INPUT:
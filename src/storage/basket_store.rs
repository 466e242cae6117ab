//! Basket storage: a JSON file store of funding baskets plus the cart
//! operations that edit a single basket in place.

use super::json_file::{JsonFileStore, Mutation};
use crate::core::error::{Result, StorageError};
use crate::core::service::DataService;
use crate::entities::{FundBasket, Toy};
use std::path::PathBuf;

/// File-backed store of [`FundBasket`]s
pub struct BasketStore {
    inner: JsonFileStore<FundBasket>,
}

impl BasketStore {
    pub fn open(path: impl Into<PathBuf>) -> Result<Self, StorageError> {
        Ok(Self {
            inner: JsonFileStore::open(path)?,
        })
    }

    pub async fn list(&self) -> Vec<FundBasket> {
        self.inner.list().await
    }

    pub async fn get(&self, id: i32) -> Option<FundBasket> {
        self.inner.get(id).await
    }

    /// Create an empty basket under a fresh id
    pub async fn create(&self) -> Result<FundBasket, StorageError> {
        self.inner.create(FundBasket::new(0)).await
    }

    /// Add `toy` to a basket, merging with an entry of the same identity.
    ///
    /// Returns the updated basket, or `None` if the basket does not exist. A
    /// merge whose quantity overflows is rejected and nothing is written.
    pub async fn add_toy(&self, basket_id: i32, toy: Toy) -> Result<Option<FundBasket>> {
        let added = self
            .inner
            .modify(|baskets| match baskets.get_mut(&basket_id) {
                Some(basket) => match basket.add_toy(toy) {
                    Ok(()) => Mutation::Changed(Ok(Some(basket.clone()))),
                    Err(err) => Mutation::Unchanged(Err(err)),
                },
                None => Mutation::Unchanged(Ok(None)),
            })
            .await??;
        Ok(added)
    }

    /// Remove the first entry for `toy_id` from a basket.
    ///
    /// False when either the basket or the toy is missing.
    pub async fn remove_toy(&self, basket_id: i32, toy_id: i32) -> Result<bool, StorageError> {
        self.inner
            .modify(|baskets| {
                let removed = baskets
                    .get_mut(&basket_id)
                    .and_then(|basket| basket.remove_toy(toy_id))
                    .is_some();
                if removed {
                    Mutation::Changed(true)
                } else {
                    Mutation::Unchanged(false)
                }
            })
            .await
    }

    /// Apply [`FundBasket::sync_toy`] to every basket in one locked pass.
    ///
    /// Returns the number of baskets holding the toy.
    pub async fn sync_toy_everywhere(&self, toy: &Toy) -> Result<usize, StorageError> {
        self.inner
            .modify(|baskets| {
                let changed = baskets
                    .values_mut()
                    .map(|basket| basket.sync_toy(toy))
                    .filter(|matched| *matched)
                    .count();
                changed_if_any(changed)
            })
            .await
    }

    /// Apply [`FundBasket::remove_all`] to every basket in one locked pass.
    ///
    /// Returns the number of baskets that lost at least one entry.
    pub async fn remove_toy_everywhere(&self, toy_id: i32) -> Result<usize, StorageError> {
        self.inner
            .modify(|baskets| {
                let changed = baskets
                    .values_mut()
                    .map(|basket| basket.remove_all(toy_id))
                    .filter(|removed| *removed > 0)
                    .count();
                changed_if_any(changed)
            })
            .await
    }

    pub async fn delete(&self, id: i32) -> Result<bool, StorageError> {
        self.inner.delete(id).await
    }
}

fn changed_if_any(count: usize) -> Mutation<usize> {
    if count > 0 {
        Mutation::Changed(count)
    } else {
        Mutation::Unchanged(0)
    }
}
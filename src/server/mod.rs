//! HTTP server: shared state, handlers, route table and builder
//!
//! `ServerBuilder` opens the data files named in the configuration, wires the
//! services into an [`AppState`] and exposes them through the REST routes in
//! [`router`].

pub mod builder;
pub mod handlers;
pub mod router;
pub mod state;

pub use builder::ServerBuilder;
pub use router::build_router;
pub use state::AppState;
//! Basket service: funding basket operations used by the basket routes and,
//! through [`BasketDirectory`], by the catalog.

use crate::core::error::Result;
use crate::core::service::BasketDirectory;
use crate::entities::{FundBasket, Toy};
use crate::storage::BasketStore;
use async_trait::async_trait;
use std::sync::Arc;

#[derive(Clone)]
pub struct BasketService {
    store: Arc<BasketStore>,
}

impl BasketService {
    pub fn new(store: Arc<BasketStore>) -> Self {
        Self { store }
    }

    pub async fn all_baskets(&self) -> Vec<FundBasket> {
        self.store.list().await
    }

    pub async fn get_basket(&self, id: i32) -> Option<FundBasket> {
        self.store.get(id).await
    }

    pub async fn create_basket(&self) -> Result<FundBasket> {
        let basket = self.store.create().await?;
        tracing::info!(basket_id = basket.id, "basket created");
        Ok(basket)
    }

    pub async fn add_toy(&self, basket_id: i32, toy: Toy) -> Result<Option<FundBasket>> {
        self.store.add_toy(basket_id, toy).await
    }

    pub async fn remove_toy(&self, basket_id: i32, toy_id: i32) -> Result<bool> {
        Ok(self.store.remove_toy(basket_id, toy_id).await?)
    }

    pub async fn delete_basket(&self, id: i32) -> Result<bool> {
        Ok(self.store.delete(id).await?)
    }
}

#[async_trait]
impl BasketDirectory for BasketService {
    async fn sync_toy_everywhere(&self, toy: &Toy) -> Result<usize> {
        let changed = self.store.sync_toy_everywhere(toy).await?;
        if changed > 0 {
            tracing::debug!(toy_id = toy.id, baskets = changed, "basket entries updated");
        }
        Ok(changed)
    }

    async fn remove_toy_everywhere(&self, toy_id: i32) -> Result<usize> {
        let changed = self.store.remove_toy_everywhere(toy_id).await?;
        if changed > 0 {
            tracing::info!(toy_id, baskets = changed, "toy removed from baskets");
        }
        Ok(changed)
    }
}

TASK DETAILS: Every line above carrying the word "ServerBuilder" needs to be shown.

RESULT FOR THIS EXERCISE:
//! `ServerBuilder` opens the data files named in the configuration, wires the
pub use builder::ServerBuilder;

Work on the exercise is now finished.